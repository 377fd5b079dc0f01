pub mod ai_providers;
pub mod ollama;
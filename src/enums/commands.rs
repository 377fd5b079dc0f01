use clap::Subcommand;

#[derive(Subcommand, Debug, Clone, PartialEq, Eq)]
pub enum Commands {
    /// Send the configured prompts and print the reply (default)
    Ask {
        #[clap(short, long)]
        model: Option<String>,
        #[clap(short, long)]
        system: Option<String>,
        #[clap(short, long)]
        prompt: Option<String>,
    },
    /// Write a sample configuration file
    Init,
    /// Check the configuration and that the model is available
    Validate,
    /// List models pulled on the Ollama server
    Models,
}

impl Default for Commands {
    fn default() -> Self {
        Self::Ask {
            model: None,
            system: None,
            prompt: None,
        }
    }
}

- What you have to do -
The full set of lines above should be retyped without a single change.

- Written reply -
repository 377fd5b079dc0f01
pub mod ai_providers;
pub mod ollama;
filename src/enums/commands.rs
repository 377fd5b079dc0f01
use clap::Subcommand;

#[derive(Subcommand, Debug, Clone, PartialEq, Eq)]
pub enum Commands {
    /// Send the configured prompts and print the reply (default)
    Ask {
        #[clap(short, long)]
        model: Option<String>,
        #[clap(short, long)]
        system: Option<String>,
        #[clap(short, long)]
        prompt: Option<String>,
    },
    /// Write a sample configuration file
    Init,
    /// Check the configuration and that the model is available
    Validate,
    /// List models pulled on the Ollama server
    Models,
}

impl Default for Commands {
    fn default() -> Self {
        Self::Ask {
            model: None,
            system: None,
            prompt: None,
        }
    }
}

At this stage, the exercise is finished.